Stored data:

*** Begin section ***

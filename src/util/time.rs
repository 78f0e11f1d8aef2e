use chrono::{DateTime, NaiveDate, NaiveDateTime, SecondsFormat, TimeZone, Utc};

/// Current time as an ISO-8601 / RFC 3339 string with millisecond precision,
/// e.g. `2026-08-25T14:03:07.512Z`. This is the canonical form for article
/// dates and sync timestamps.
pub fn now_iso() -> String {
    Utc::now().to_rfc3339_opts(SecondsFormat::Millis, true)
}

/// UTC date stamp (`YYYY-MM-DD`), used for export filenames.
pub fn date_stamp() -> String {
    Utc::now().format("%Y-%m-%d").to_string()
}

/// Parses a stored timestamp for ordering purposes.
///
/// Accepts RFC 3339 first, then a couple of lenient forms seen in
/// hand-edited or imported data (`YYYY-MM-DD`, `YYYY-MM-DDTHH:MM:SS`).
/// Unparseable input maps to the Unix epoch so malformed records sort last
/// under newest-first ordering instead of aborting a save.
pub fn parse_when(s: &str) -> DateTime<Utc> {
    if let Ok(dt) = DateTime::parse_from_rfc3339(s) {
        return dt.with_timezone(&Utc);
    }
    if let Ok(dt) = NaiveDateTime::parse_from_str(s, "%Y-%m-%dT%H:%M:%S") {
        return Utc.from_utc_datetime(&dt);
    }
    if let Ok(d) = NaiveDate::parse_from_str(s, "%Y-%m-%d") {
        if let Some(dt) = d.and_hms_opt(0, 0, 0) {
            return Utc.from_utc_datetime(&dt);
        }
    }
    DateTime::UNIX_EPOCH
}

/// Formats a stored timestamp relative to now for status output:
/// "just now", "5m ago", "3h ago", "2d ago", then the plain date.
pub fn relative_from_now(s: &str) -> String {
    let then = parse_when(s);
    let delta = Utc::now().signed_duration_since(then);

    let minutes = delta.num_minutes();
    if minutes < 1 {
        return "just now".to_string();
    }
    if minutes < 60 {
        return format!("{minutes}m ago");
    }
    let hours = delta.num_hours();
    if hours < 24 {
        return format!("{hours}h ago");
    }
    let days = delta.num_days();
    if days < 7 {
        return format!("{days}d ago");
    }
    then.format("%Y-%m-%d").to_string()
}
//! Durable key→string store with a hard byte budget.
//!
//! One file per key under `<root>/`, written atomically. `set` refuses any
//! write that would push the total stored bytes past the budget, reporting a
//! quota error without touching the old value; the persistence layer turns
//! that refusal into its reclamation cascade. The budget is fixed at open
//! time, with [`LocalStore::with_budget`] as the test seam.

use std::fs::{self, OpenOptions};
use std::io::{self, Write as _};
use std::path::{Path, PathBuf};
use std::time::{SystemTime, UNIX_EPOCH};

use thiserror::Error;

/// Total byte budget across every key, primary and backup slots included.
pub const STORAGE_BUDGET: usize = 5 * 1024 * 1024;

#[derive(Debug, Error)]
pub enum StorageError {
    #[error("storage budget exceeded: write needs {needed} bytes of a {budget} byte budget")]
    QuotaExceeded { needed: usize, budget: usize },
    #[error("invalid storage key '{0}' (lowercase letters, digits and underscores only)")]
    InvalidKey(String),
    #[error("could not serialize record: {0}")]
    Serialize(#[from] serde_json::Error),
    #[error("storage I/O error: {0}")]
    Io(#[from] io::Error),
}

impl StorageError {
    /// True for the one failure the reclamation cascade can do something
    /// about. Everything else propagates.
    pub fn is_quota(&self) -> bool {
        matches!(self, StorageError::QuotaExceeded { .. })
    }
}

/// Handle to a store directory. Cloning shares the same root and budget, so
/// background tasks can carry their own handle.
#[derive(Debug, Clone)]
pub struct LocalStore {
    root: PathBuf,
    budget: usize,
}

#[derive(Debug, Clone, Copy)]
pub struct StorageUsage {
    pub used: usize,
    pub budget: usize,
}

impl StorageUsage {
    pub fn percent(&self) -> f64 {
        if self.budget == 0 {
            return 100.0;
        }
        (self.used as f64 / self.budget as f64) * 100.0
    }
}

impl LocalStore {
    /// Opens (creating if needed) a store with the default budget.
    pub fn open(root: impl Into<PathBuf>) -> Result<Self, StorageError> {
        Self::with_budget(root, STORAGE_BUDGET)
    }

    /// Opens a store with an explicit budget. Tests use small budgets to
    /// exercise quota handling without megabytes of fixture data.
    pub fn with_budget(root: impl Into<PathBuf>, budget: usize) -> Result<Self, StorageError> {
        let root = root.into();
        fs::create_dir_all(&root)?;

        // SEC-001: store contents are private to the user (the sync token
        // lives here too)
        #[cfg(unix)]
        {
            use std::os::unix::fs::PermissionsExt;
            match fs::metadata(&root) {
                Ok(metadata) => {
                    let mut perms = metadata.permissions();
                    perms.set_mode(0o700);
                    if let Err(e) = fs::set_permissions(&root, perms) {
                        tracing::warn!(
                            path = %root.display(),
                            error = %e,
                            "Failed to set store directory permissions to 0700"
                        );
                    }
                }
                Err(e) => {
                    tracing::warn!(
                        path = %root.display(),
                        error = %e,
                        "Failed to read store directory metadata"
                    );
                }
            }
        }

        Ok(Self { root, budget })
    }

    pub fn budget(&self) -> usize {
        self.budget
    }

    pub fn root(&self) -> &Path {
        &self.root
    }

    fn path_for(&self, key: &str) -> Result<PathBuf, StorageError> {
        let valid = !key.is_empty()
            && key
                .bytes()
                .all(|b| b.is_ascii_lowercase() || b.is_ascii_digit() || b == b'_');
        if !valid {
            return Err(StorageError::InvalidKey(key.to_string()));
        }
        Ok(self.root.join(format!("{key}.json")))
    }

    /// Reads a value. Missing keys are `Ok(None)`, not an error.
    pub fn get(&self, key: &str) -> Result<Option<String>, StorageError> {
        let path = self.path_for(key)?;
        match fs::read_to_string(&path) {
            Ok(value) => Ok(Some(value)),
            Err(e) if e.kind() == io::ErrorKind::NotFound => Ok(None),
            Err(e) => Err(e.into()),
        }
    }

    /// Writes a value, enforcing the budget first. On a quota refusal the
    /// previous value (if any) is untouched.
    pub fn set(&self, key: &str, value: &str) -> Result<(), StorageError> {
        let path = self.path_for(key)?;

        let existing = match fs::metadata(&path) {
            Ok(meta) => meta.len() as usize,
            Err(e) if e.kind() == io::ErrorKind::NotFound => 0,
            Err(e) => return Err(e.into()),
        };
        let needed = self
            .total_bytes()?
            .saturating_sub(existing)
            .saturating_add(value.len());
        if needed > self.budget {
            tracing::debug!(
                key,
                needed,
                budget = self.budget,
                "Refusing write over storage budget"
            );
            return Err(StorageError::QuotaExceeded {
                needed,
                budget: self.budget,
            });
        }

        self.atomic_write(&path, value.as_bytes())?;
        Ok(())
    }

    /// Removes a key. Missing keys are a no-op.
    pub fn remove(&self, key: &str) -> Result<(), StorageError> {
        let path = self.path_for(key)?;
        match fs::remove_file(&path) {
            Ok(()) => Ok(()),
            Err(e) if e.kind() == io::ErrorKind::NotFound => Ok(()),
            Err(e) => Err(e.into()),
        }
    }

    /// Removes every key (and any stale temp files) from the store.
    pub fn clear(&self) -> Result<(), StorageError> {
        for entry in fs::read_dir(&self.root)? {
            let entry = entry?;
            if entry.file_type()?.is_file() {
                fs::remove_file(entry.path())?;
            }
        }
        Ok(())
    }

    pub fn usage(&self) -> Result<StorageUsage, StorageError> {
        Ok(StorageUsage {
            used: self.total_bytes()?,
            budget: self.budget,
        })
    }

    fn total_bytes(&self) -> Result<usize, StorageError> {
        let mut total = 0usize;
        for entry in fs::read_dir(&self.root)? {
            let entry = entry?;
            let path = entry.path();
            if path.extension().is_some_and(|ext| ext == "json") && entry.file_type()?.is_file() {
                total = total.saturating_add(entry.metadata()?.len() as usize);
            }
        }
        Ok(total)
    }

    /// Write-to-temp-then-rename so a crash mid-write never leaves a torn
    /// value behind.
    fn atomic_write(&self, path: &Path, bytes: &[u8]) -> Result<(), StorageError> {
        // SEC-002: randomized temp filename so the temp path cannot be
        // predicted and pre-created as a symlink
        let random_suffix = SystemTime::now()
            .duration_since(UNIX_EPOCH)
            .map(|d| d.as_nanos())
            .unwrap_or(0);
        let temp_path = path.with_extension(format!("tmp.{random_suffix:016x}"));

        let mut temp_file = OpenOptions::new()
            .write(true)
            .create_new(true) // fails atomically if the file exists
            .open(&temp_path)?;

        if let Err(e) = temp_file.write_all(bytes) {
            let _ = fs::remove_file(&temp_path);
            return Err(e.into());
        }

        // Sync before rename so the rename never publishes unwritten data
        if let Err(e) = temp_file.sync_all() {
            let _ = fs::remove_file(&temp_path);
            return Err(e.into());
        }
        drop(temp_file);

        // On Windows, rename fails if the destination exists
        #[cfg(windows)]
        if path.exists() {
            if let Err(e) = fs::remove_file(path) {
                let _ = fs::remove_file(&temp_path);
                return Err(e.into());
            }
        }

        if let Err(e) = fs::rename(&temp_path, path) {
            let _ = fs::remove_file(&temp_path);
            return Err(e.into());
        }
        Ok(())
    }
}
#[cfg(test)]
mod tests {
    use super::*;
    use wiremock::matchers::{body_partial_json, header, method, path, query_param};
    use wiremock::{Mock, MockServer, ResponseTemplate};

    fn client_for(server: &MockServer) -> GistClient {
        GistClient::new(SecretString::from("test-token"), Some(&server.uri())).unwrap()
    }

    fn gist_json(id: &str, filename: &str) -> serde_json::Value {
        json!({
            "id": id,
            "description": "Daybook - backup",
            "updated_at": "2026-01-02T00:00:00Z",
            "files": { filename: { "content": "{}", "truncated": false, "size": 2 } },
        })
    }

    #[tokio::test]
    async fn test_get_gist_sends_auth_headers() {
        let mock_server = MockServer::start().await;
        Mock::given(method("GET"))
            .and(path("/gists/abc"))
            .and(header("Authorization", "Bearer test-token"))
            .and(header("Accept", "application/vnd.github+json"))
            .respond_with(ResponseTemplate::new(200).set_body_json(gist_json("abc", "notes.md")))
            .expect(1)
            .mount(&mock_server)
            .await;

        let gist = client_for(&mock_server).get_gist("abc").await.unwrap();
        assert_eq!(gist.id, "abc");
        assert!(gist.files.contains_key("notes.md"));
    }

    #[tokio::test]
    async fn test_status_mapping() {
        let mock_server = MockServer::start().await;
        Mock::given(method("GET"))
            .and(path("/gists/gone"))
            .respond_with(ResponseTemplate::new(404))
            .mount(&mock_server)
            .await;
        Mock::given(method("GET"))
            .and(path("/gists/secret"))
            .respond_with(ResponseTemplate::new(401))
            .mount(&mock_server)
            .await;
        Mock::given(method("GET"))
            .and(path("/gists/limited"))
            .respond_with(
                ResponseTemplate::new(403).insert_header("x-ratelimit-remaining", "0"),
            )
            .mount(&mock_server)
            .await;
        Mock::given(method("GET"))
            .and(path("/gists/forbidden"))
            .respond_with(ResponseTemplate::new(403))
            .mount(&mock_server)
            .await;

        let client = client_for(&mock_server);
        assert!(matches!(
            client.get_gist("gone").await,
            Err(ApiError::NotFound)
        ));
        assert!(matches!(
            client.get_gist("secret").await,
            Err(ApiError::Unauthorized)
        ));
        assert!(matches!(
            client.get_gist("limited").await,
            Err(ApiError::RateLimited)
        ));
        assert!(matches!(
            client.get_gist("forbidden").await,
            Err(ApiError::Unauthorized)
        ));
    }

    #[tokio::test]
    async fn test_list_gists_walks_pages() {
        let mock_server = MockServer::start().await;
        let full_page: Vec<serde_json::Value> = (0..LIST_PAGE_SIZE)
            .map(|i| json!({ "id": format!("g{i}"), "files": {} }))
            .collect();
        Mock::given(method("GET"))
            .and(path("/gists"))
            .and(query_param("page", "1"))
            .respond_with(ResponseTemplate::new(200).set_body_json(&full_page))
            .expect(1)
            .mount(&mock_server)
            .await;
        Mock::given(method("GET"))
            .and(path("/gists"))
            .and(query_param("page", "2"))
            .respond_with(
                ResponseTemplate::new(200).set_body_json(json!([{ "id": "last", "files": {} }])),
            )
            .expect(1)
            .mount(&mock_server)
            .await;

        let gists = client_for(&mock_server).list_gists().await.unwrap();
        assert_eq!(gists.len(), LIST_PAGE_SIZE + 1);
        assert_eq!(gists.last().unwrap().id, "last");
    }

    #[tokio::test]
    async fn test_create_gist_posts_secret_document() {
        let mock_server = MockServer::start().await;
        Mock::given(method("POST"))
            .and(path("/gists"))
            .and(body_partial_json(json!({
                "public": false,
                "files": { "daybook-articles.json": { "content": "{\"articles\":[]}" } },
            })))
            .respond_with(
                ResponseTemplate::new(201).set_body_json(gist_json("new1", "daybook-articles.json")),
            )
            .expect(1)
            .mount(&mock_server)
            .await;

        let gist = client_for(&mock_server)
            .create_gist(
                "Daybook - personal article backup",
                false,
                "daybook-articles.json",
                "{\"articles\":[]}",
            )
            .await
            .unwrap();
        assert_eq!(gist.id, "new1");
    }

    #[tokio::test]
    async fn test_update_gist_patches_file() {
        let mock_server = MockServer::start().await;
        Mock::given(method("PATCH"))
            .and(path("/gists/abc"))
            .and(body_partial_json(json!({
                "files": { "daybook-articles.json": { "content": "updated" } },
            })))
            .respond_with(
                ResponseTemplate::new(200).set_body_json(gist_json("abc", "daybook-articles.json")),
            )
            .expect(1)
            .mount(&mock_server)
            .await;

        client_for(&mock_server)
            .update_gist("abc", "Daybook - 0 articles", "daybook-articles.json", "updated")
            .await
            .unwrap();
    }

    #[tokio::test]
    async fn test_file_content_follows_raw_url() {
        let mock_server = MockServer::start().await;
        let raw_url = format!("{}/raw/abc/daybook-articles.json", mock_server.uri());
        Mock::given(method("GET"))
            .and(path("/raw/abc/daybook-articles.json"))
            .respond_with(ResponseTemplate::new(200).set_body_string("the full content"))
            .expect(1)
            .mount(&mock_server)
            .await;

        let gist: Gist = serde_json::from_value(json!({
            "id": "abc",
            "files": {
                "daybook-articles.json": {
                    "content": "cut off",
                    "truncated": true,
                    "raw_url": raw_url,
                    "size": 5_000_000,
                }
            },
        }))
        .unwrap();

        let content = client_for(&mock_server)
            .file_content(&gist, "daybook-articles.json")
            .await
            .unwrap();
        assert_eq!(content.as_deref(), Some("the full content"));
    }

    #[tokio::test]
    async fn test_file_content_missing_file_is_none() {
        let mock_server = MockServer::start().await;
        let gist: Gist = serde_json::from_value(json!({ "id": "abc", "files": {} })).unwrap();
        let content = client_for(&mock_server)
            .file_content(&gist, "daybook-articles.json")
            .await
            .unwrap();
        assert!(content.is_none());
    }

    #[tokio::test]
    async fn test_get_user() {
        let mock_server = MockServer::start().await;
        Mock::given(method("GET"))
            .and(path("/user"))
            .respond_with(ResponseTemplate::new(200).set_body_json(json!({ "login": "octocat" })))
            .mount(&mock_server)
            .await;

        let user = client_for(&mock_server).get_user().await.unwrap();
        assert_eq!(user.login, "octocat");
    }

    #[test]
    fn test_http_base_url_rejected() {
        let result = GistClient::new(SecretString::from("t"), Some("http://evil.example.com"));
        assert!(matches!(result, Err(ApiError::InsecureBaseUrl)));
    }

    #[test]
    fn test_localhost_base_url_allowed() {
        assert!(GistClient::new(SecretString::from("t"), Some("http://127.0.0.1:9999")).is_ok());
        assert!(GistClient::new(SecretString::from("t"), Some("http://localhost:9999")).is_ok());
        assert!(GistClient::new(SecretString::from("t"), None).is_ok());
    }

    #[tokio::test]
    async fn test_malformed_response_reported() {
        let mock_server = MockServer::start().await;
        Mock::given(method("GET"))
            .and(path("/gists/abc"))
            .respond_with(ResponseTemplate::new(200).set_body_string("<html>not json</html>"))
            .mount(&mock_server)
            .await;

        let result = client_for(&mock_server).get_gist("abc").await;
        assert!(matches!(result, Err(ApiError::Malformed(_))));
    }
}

*** End section ***

The problem: Identify each line in the records above containing the word "derive"; copy those lines.

Task result:
#[derive(Debug, Error)]
#[derive(Debug, Clone)]
#[derive(Debug, Clone, Copy)]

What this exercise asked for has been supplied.